Not normally present in urine in high concentrations and normal urine has a low level of albumin. High concentrations can indicate a range of conditions including hypertension, pre-eclampsia, infection and diabetes

Blood

Should not be present and can indicate a variety of possible causes including injury, renal failure or infection. False positives caused by menstrual blood or bleach in commodes / containers.

Ketones

Produced by breakdown of fatty acids indicating uncontrolled diabetes or starvation/anorexia.

Nitrites

Caused by bacteria breaking down nitrates into nitrites. Indicative of infection (UTI).

Glucose

Should not be present in urine in detectable amounts. If present indicates diabetes mellitus or renal problem. Test is specific for glucose only and no other sugars.

Urobilinogen + Bilirubin

Urine normally contains no bilirubin and very little urobilinogen.

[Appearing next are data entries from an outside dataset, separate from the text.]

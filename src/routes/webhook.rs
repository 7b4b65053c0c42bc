use axum::{
    extract::State,
    http::HeaderMap,
    response::{IntoResponse, Response},
    Json,
};
use serde_json::json;
use time::OffsetDateTime;
use tracing::{error, info, warn};

use crate::models::payment::PaymentLookup;
use crate::responses::JsonResponse;
use crate::services::ledger::LedgerError;
use crate::state::AppState;

// Helper: extract a value from a nested json path
fn jget<'a>(val: &'a serde_json::Value, path: &[&str]) -> Option<&'a serde_json::Value> {
    let mut cur = val;
    for key in path {
        cur = cur.get(*key)?;
    }
    Some(cur)
}

fn extract_session_id(event: &serde_json::Value) -> Option<String> {
    // checkout.session payload shape: { data: { object: { id: "cs_..." } } }
    jget(event, &["data", "object", "id"])?
        .as_str()
        .map(|s| s.to_string())
}

fn extract_failure_message(event: &serde_json::Value) -> Option<String> {
    if let Some(msg) = jget(event, &["data", "object", "last_payment_error", "message"]) {
        if let Some(s) = msg.as_str() {
            return Some(s.to_string());
        }
    }
    None
}

/// Gateway webhook. Signature-verified, then dispatched by event type; the
/// gateway retries on non-2xx, so every recognized outcome acknowledges with
/// 200 even when no action was taken.
pub async fn gateway_webhook(
    State(state): State<AppState>,
    headers: HeaderMap,
    body: axum::body::Bytes,
) -> Response {
    let sig = match headers
        .get("Stripe-Signature")
        .and_then(|h| h.to_str().ok())
    {
        Some(s) => s,
        None => return JsonResponse::bad_request("Missing Stripe-Signature").into_response(),
    };

    let evt = match state.gateway.verify_webhook(&body, sig) {
        Ok(e) => e,
        Err(err) => {
            warn!(?err, "gateway webhook verification failed");
            return JsonResponse::bad_request("invalid webhook").into_response();
        }
    };

    let evt_type = evt.r#type.as_str();
    let payload = &evt.payload;
    let now = OffsetDateTime::now_utc();

    let session_id = match extract_session_id(payload) {
        Some(id) => id,
        None => {
            info!(evt_type, "gateway event without a session id acknowledged");
            return Json(json!({ "received": true })).into_response();
        }
    };
    let lookup = PaymentLookup::GatewayTransactionId(session_id.clone());

    match evt_type {
        "checkout.session.completed" | "checkout.session.async_payment_succeeded" => {
            match state
                .ledger
                .complete(&lookup, Some(payload.clone()), now)
                .await
            {
                Ok(outcome) => {
                    info!(evt_type, %session_id, ?outcome, "gateway completion processed");
                }
                Err(LedgerError::PaymentNotFound) => {
                    warn!(evt_type, %session_id, "completion for unknown payment record");
                }
                Err(err) => {
                    error!(?err, %session_id, "failed to apply gateway completion");
                    return JsonResponse::server_error("completion failed").into_response();
                }
            }
        }
        "checkout.session.async_payment_failed" => {
            let reason = extract_failure_message(payload)
                .unwrap_or_else(|| "payment failed at the gateway".to_string());
            if let Err(err) = state.ledger.fail(&lookup, &reason).await {
                error!(?err, %session_id, "failed to record payment failure");
                return JsonResponse::server_error("failure recording failed").into_response();
            }
        }
        "checkout.session.expired" => {
            if let Err(err) = state.ledger.cancel(&lookup).await {
                error!(?err, %session_id, "failed to record checkout expiry");
                return JsonResponse::server_error("cancel recording failed").into_response();
            }
        }
        _ => {
            info!(evt_type, "unhandled gateway event acknowledged");
        }
    }

    Json(json!({ "received": true })).into_response()
}
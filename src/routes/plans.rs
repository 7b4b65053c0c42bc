use axum::{extract::State, response::IntoResponse, Json};
use serde::Serialize;
use serde_json::json;
use tracing::error;

use crate::models::plan::Plan;
use crate::responses::JsonResponse;
use crate::state::AppState;
use crate::utils::plan_limits::{limits_for, PlanLimits};

#[derive(Serialize)]
struct PlanView {
    slug: String,
    name: String,
    price_cents: i64,
    currency: String,
    billing_period: String,
    is_trial: bool,
    limits: PlanLimits,
}

impl From<&Plan> for PlanView {
    fn from(plan: &Plan) -> Self {
        PlanView {
            slug: plan.slug.clone(),
            name: plan.name.clone(),
            price_cents: plan.price_cents,
            currency: plan.currency.clone(),
            billing_period: plan.billing_period.to_string(),
            is_trial: plan.is_trial,
            limits: limits_for(plan),
        }
    }
}

pub async fn list_plans(State(state): State<AppState>) -> impl IntoResponse {
    match state.plans.list_plans().await {
        Ok(plans) => {
            let views: Vec<PlanView> = plans.iter().map(PlanView::from).collect();
            Json(json!({ "plans": views })).into_response()
        }
        Err(err) => {
            error!(?err, "failed to list plans");
            JsonResponse::server_error("Could not load the plan catalog").into_response()
        }
    }
}
use axum::{extract::State, response::IntoResponse, Json};
use serde::Deserialize;
use serde_json::json;
use time::OffsetDateTime;
use tracing::error;

use crate::db::payment_repository::CompletionOutcome;
use crate::models::payment::PaymentLookup;
use crate::models::subscriber::Subscriber;
use crate::responses::JsonResponse;
use crate::services::ledger::LedgerError;
use crate::services::lifecycle::LifecycleError;
use crate::services::subscription::SubscriptionError;
use crate::session::AuthSubscriber;
use crate::state::AppState;
use crate::utils::plan_limits::limits_for;

#[derive(Deserialize)]
pub struct CheckoutRequest {
    pub plan_slug: String,
}

#[derive(Deserialize)]
pub struct ConfirmRequest {
    pub transaction_id: String,
}

fn subscriber_view(subscriber: &Subscriber) -> serde_json::Value {
    json!({
        "id": subscriber.id,
        "current_plan_id": subscriber.current_plan_id,
        "plan_expires_at": subscriber.plan_expires_at,
    })
}

async fn current_subscriber(
    state: &AppState,
    auth: &AuthSubscriber,
    now: OffsetDateTime,
) -> Result<Subscriber, axum::response::Response> {
    match state.subscription.check_expiry(auth.subscriber_id, now).await {
        Ok(subscriber) => Ok(subscriber),
        Err(SubscriptionError::SubscriberNotFound) => {
            Err(JsonResponse::not_found("Subscriber not found").into_response())
        }
        Err(err) => {
            error!(?err, "expiry check failed");
            Err(JsonResponse::server_error("Could not load subscription").into_response())
        }
    }
}

/// Current plan limits, after the lazy expiry check has run.
pub async fn get_limits(
    State(state): State<AppState>,
    auth: AuthSubscriber,
) -> impl IntoResponse {
    let now = OffsetDateTime::now_utc();
    let subscriber = match current_subscriber(&state, &auth, now).await {
        Ok(subscriber) => subscriber,
        Err(resp) => return resp,
    };

    let plan = match subscriber.current_plan_id {
        Some(plan_id) => match state.plans.find_plan(plan_id).await {
            Ok(Some(plan)) => plan,
            Ok(None) => {
                error!(%plan_id, "subscriber references a missing plan");
                return JsonResponse::server_error("Could not load subscription").into_response();
            }
            Err(err) => {
                error!(?err, "failed to load plan");
                return JsonResponse::server_error("Could not load subscription").into_response();
            }
        },
        None => {
            return JsonResponse::server_error("Subscriber has no plan assigned").into_response();
        }
    };

    Json(json!({
        "plan": plan.slug,
        "plan_expires_at": subscriber.plan_expires_at,
        "limits": limits_for(&plan),
    }))
    .into_response()
}

/// Starts a checkout session for a paid plan.
pub async fn checkout(
    State(state): State<AppState>,
    auth: AuthSubscriber,
    Json(body): Json<CheckoutRequest>,
) -> impl IntoResponse {
    let now = OffsetDateTime::now_utc();
    let subscriber = match current_subscriber(&state, &auth, now).await {
        Ok(subscriber) => subscriber,
        Err(resp) => return resp,
    };

    let plan = match state.plans.find_plan_by_slug(&body.plan_slug).await {
        Ok(Some(plan)) => plan,
        Ok(None) => return JsonResponse::not_found("Unknown plan").into_response(),
        Err(err) => {
            error!(?err, "failed to load plan by slug");
            return JsonResponse::server_error("Could not start checkout").into_response();
        }
    };

    match state.ledger.initiate(&subscriber, &plan, now).await {
        Ok(intent) => Json(json!({
            "transaction_id": intent.transaction_id,
            "checkout_url": intent.checkout_url,
        }))
        .into_response(),
        Err(LedgerError::FreePlanNotPayable(_)) => {
            JsonResponse::conflict("This plan cannot be purchased").into_response()
        }
        Err(LedgerError::PlanNotPurchasable(_)) => {
            JsonResponse::conflict("This plan is not available for purchase").into_response()
        }
        Err(LedgerError::Gateway(err)) => {
            error!(?err, "gateway refused checkout creation");
            JsonResponse::server_error(
                "The payment provider is unavailable. Please try again shortly.",
            )
            .into_response()
        }
        Err(err) => {
            error!(?err, "failed to initiate checkout");
            JsonResponse::server_error("Could not start checkout").into_response()
        }
    }
}

/// Success-redirect completion. The webhook usually wins this race; the
/// ledger collapses the duplicate into an idempotent success.
pub async fn confirm(
    State(state): State<AppState>,
    auth: AuthSubscriber,
    Json(body): Json<ConfirmRequest>,
) -> impl IntoResponse {
    let now = OffsetDateTime::now_utc();
    if let Err(resp) = current_subscriber(&state, &auth, now).await {
        return resp;
    }

    let lookup = PaymentLookup::TransactionId(body.transaction_id.clone());
    // Confirm only your own payments.
    match state.payments.find_payment(&lookup).await {
        Ok(Some(record)) if record.subscriber_id == auth.subscriber_id => {}
        Ok(_) => return JsonResponse::not_found("Payment not found").into_response(),
        Err(err) => {
            error!(?err, "failed to load payment record");
            return JsonResponse::server_error("Could not confirm payment").into_response();
        }
    }

    match state.ledger.complete(&lookup, None, now).await {
        Ok(CompletionOutcome::Applied { subscriber, .. }) => Json(json!({
            "status": "completed",
            "subscriber": subscriber_view(&subscriber),
        }))
        .into_response(),
        Ok(CompletionOutcome::AlreadyCompleted { .. }) => Json(json!({
            "status": "completed",
            "message": "Payment was already processed",
        }))
        .into_response(),
        Ok(CompletionOutcome::EntitlementRejected { .. }) => JsonResponse::conflict(
            "Payment was recorded but the plan could not be applied; support has been notified",
        )
        .into_response(),
        Ok(CompletionOutcome::AlreadyTerminal { .. }) => {
            JsonResponse::conflict("Payment is no longer open").into_response()
        }
        Ok(CompletionOutcome::NotFound) | Err(LedgerError::PaymentNotFound) => {
            JsonResponse::not_found("Payment not found").into_response()
        }
        Err(err) => {
            error!(?err, "payment confirmation failed");
            JsonResponse::server_error("Could not confirm payment").into_response()
        }
    }
}

/// Starts the one-time free trial.
pub async fn start_trial(
    State(state): State<AppState>,
    auth: AuthSubscriber,
) -> impl IntoResponse {
    let now = OffsetDateTime::now_utc();
    match state.subscription.start_trial(auth.subscriber_id, now).await {
        Ok(subscriber) => Json(json!({
            "status": "trial_started",
            "subscriber": subscriber_view(&subscriber),
        }))
        .into_response(),
        Err(SubscriptionError::Lifecycle(LifecycleError::TrialNotEligible)) => {
            JsonResponse::conflict_with_code(
                "You are not eligible for a trial",
                "trial_not_eligible",
            )
            .into_response()
        }
        Err(SubscriptionError::Lifecycle(LifecycleError::InvalidTransition(msg))) => {
            JsonResponse::conflict(&msg).into_response()
        }
        Err(SubscriptionError::SubscriberNotFound) => {
            JsonResponse::not_found("Subscriber not found").into_response()
        }
        Err(err) => {
            error!(?err, "failed to start trial");
            JsonResponse::server_error("Could not start trial").into_response()
        }
    }
}
#[tokio::test]
async fn checkout_and_webhook_upgrade_the_subscriber() {
    let fx = Fixture::new();
    let (id, token) = fx.register("ana@example.com").await;

    let intent = fx.checkout(&token, "pro-monthly").await;
    let txn = intent["transaction_id"].as_str().unwrap().to_string();
    assert_eq!(
        intent["checkout_url"],
        json!("https://example.test/checkout")
    );

    let session_id = fx.gateway_session_id(&txn);
    let ack = fx.deliver_completed_webhook(&session_id).await;
    assert_eq!(ack["received"], json!(true));

    let subscriber = fx.db.subscriber(id).unwrap();
    assert_eq!(subscriber.current_plan_id, Some(fx.pro.id));
    let expires = subscriber.plan_expires_at.expect("paid plan must expire");
    assert!(expires > OffsetDateTime::now_utc());

    let limits = fx.limits(&token).await;
    assert_eq!(limits["plan"], json!("pro-monthly"));
    assert_eq!(limits["limits"]["max_boards"], json!("unlimited"));
    assert_eq!(limits["limits"]["can_share"], json!(true));
}

#[tokio::test]
async fn webhook_redelivery_changes_nothing() {
    let fx = Fixture::new();
    let (id, token) = fx.register("ana@example.com").await;

    let intent = fx.checkout(&token, "pro-monthly").await;
    let session_id = fx.gateway_session_id(intent["transaction_id"].as_str().unwrap());
    fx.deliver_completed_webhook(&session_id).await;
    let expires = fx.db.subscriber(id).unwrap().plan_expires_at;

    fx.deliver_completed_webhook(&session_id).await;
    assert_eq!(fx.db.subscriber(id).unwrap().plan_expires_at, expires);
    assert_eq!(fx.notifier.plan_changes.lock().unwrap().len(), 1);
}

#[tokio::test]
async fn renewal_stitches_the_new_period_onto_the_old_expiry() {
    let fx = Fixture::new();
    let (id, token) = fx.register("ana@example.com").await;

    let first = fx.checkout(&token, "pro-monthly").await;
    let first_session = fx.gateway_session_id(first["transaction_id"].as_str().unwrap());
    fx.deliver_completed_webhook(&first_session).await;
    let first_expiry = fx.db.subscriber(id).unwrap().plan_expires_at.unwrap();

    let second = fx.checkout(&token, "pro-monthly").await;
    let second_txn = second["transaction_id"].as_str().unwrap().to_string();
    assert_ne!(second_txn, first["transaction_id"].as_str().unwrap());
    let second_session = fx.gateway_session_id(&second_txn);
    fx.deliver_completed_webhook(&second_session).await;

    let renewed = fx.db.subscriber(id).unwrap().plan_expires_at.unwrap();
    assert_eq!(renewed, add_months(first_expiry, 1));

    let record = fx.db.payment_by_transaction_id(&second_txn).unwrap();
    assert!(record.is_renewal);
}

#[tokio::test]
async fn lapsed_plan_downgrades_on_the_next_limits_read() {
    let fx = Fixture::new();
    let (id, token) = fx.register("ana@example.com").await;

    let intent = fx.checkout(&token, "pro-monthly").await;
    let session_id = fx.gateway_session_id(intent["transaction_id"].as_str().unwrap());
    fx.deliver_completed_webhook(&session_id).await;

    // Age the entitlement past its expiry.
    {
        let mut subscribers = fx.db.subscribers.lock().unwrap();
        let row = subscribers.iter_mut().find(|s| s.id == id).unwrap();
        row.plan_expires_at = Some(OffsetDateTime::now_utc() - Duration::days(1));
    }

    let limits = fx.limits(&token).await;
    assert_eq!(limits["plan"], json!("free"));
    assert_eq!(limits["limits"]["max_boards"], json!(3));
    let subscriber = fx.db.subscriber(id).unwrap();
    assert_eq!(subscriber.current_plan_id, Some(fx.free.id));
    assert!(subscriber.plan_expires_at.is_none());
}
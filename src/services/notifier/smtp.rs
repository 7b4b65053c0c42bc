use async_trait::async_trait;
use lettre::{
    address::AddressError,
    message::Mailbox,
    transport::smtp::{
        authentication::Credentials,
        client::{Tls, TlsParameters},
    },
    AsyncSmtpTransport, AsyncTransport, Message, Tokio1Executor,
};
use std::sync::Arc;

use crate::models::plan::Plan;
use crate::models::subscriber::Subscriber;

use super::{Notifier, NotifyError};

#[derive(Clone)]
pub struct SmtpNotifier {
    transport: Arc<AsyncSmtpTransport<Tokio1Executor>>,
    sender: Mailbox,
    ops_inbox: String,
}

impl SmtpNotifier {
    pub fn new() -> Result<Self, anyhow::Error> {
        let host = std::env::var("SMTP_HOST")?;
        let username = std::env::var("SMTP_USERNAME")?;
        let password = std::env::var("SMTP_PASSWORD")?;
        let from = std::env::var("SMTP_FROM")?.parse()?;
        let port: u16 = std::env::var("SMTP_PORT")?.parse()?;
        let ops_inbox = std::env::var("OPS_ALERT_EMAIL")?;

        let disabled_tls = std::env::var("SMTP_TLS_DISABLED")
            .unwrap_or_else(|_| "false".to_string())
            .to_lowercase()
            == "true";

        let transport = if disabled_tls {
            AsyncSmtpTransport::<Tokio1Executor>::builder_dangerous(&host)
                .port(port)
                .build()
        } else {
            let creds = Credentials::new(username, password);
            let tls = TlsParameters::new(host.clone())?;

            AsyncSmtpTransport::<Tokio1Executor>::relay(&host)?
                .port(port)
                .tls(Tls::Required(tls))
                .credentials(creds)
                .build()
        };

        Ok(Self {
            transport: Arc::new(transport),
            sender: from,
            ops_inbox,
        })
    }

    async fn send_email(&self, to: &str, subject: &str, body: &str) -> Result<(), NotifyError> {
        let email = Message::builder()
            .from(self.sender.clone())
            .to(to
                .parse()
                .map_err(|e: AddressError| NotifyError::InvalidEmailAddress(e.to_string()))?)
            .subject(subject)
            .body(body.to_string())?;

        self.transport
            .send(email)
            .await
            .map(|_| ())
            .map_err(|e| e.into())
    }
}

#[async_trait]
impl Notifier for SmtpNotifier {
    async fn notify_plan_changed(
        &self,
        subscriber: &Subscriber,
        plan: &Plan,
        is_renewal: bool,
    ) -> Result<(), NotifyError> {
        let (subject, lead) = if is_renewal {
            ("Your plan has been renewed", "Thanks for renewing!")
        } else {
            ("Your plan is active", "Thanks for your purchase!")
        };

        let expiry_line = match subscriber.plan_expires_at {
            Some(expires) => format!("Your {} plan is active until {}.", plan.name, expires),
            None => format!("Your {} plan does not expire.", plan.name),
        };
        let body = format!("{}\n\n{}", lead, expiry_line);

        self.send_email(&subscriber.email, subject, &body).await
    }

    async fn notify_trial_started(
        &self,
        subscriber: &Subscriber,
        plan: &Plan,
    ) -> Result<(), NotifyError> {
        let expiry_line = match subscriber.plan_expires_at {
            Some(expires) => format!("Your trial runs until {}.", expires),
            None => String::new(),
        };
        let body = format!("Your {} trial has started.\n\n{}", plan.name, expiry_line);

        self.send_email(&subscriber.email, "Your trial has started", &body)
            .await
    }

    async fn notify_reconciliation_required(
        &self,
        transaction_id: &str,
        reason: &str,
    ) -> Result<(), NotifyError> {
        let body = format!(
            "A completed charge could not be applied to a subscription.\n\n\
             Transaction: {}\nReason: {}\n\n\
             The payment record is marked completed; the subscriber's plan was \
             not changed. Manual review required.",
            transaction_id, reason
        );

        self.send_email(
            &self.ops_inbox,
            "Payment reconciliation required",
            &body,
        )
        .await
    }
}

Conjugated bilirubin only appears in urine in the presence of liver disease or bile duct obstructions.

Leukocytes

Leukocyte esterase: released from white blood cells secondary to bacterial invasion which causes the release of esterase.

Specific Gravity

Specific gravity: the density of the urine. This is an indication of the relative proportions of dissolved solid components to the total volume of the specimen and reflects the relative degree of concentration or dilution of the specimen. A normal specific gravity is between 1.003-1.025. This is a direct reflection of the concentration ability of the kidneys and fluid status.

Microalbumin

Presence of microalbumin indicates the presence of the small protein. This is possibly due to diabetes and/or kidney damage. This would require further investigations.

PH

PH: a demonstration of how the kidneys regulate excretion of non-volatile acids produced by normal metabolic processes. The kidneys maintain a normal acid-base balance by reabsorbing a variable amount of sodium ions by the tubules and tubular secretion of hydrogen and ammonium ion exchange. The acidity of urine is primarily due to acid phosphates with a minor contribution from organic acids, such as lactic acid, pyruvic acid and citric acid. These are excreted in urine as potassium, sodium, calcium, and ammonium salts. A normal pH is 7. A pH < 7 indicates an acid urine and > 7 indicates an alkaline urine. Normal kidneys can produce widely varying pH levels. An acid urine with a pH < 6 can be seen in patients on a high protein diet, in acidosis, uncontrolled diabetes mellitus, and renal tubular acidosis. An alkaline urine may be found either with urinary tract infections or possible bacterial contamination of an old specimen with urea-splitting organisms.